- [Work instructions] Please copy each line from the entries that contains the string "tracks".

Segment Start: Input data

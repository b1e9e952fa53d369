//! Pannable stage that displays a draw.
//!
//! ARCHITECTURE
//! ============
//! The stage owns the pan offset. `use_stage_size` tracks the container box
//! and `use_stage_controls` handles cursor feedback and commits the offset
//! when a drag ends. While dragging, a separate live offset drives the
//! transform so the committed position only changes once per gesture.

use leptos::prelude::*;
use leptos::tachys::view::any_view::IntoAny;

use crate::components::draw_bracket::DrawBracket;
use crate::stage::pan::centered_position;
#[cfg(feature = "hydrate")]
use crate::stage::dom::DomDragTarget;
use crate::stage::{PanGesture, StagePosition, use_stage_controls, use_stage_size};
use crate::util::bracket_layout::{decode_bracket, layout_bracket};

/// Drag-to-pan surface for a draw structure.
///
/// Bracket-shaped structures are laid out as rounds; anything else is shown
/// as pretty-printed JSON.
#[component]
pub fn DrawStage(structure: serde_json::Value) -> impl IntoView {
    let container = NodeRef::<leptos::html::Div>::new();
    let size = use_stage_size(container);
    let (position, set_position) = signal(StagePosition::default());
    let live = RwSignal::new(None::<StagePosition>);
    let gesture = StoredValue::new(None::<PanGesture>);
    let controls = use_stage_controls(move |next: StagePosition| set_position.set(next));

    let bracket = decode_bracket(&structure);
    let content_size = bracket.as_ref().map(|b| {
        let layout = layout_bracket(b);
        (layout.width, layout.height)
    });

    let on_pointer_down = move |ev: leptos::ev::PointerEvent| {
        #[cfg(feature = "hydrate")]
        {
            if ev.button() != 0 {
                return;
            }
            let Some(stage) = container.get_untracked() else {
                return;
            };
            if let Err(err) = stage.set_pointer_capture(ev.pointer_id()) {
                log::debug!("stage pointer capture not set: {err:?}");
            }
            let origin = position.get_untracked();
            gesture.set_value(Some(PanGesture::begin(
                ev.pointer_id(),
                f64::from(ev.client_x()),
                f64::from(ev.client_y()),
                origin,
            )));
            live.set(Some(origin));
            controls.on_drag_start(&DomDragTarget::new(&stage, origin));
        }
        #[cfg(not(feature = "hydrate"))]
        {
            let _ = ev;
        }
    };

    let on_pointer_move = move |ev: leptos::ev::PointerEvent| {
        #[cfg(feature = "hydrate")]
        {
            let Some(active) = gesture.get_value() else {
                return;
            };
            if active.tracks(ev.pointer_id()) {
                live.set(Some(active.offset_at(f64::from(ev.client_x()), f64::from(ev.client_y()))));
            }
        }
        #[cfg(not(feature = "hydrate"))]
        {
            let _ = ev;
        }
    };

    let end_drag = move |ev: leptos::ev::PointerEvent| {
        #[cfg(feature = "hydrate")]
        {
            let Some(active) = gesture.get_value() else {
                return;
            };
            if !active.tracks(ev.pointer_id()) {
                return;
            }
            gesture.set_value(None);
            let reached = active.offset_at(f64::from(ev.client_x()), f64::from(ev.client_y()));
            live.set(None);
            match container.get_untracked() {
                Some(stage) => {
                    if let Err(err) = stage.release_pointer_capture(ev.pointer_id()) {
                        log::debug!("stage pointer capture not released: {err:?}");
                    }
                    controls.on_drag_end(&DomDragTarget::new(&stage, reached));
                }
                None => set_position.set(reached),
            }
        }
        #[cfg(not(feature = "hydrate"))]
        {
            let _ = ev;
        }
    };

    let on_touch_move = move |ev: leptos::ev::TouchEvent| {
        #[cfg(feature = "hydrate")]
        controls.on_touch_move(&ev);
        #[cfg(not(feature = "hydrate"))]
        {
            let _ = ev;
        }
    };

    #[cfg(not(feature = "hydrate"))]
    let _ = (controls, gesture);

    let on_reset = move |_| {
        let next = content_size.map_or_else(StagePosition::default, |(width, height)| {
            centered_position(size.get_untracked(), width, height)
        });
        set_position.set(next);
    };

    let layer_style = move || format!("transform: {};", live.get().unwrap_or_else(|| position.get()).css_translate());
    let readout = move || {
        let s = size.get();
        let p = position.get();
        format!("{:.0} × {:.0} · {:.0}, {:.0}", s.width, s.height, p.x, p.y)
    };

    let content = match bracket {
        Some(bracket) => view! { <DrawBracket bracket=bracket/> }.into_any(),
        None => {
            let raw = serde_json::to_string_pretty(&structure).unwrap_or_else(|_| structure.to_string());
            view! { <pre class="draw-stage__raw">{raw}</pre> }.into_any()
        }
    };

    view! {
        <div
            class="draw-stage"
            node_ref=container
            on:pointerdown=on_pointer_down
            on:pointermove=on_pointer_move
            on:pointerup=end_drag
            on:pointercancel=end_drag
            on:touchmove=on_touch_move
        >
            <div class="draw-stage__layer" style=layer_style>
                {content}
            </div>
            <div class="draw-stage__hud" on:pointerdown=|ev: leptos::ev::PointerEvent| ev.stop_propagation()>
                <span class="draw-stage__readout">{readout}</span>
                <button class="btn" on:click=on_reset>
                    "Reset view"
                </button>
            </div>
        </div>
    }
}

Segment End: Input data

- [Response below]
//! The stage owns the pan offset. `use_stage_size` tracks the container box
            if active.tracks(ev.pointer_id()) {
            if !active.tracks(ev.pointer_id()) {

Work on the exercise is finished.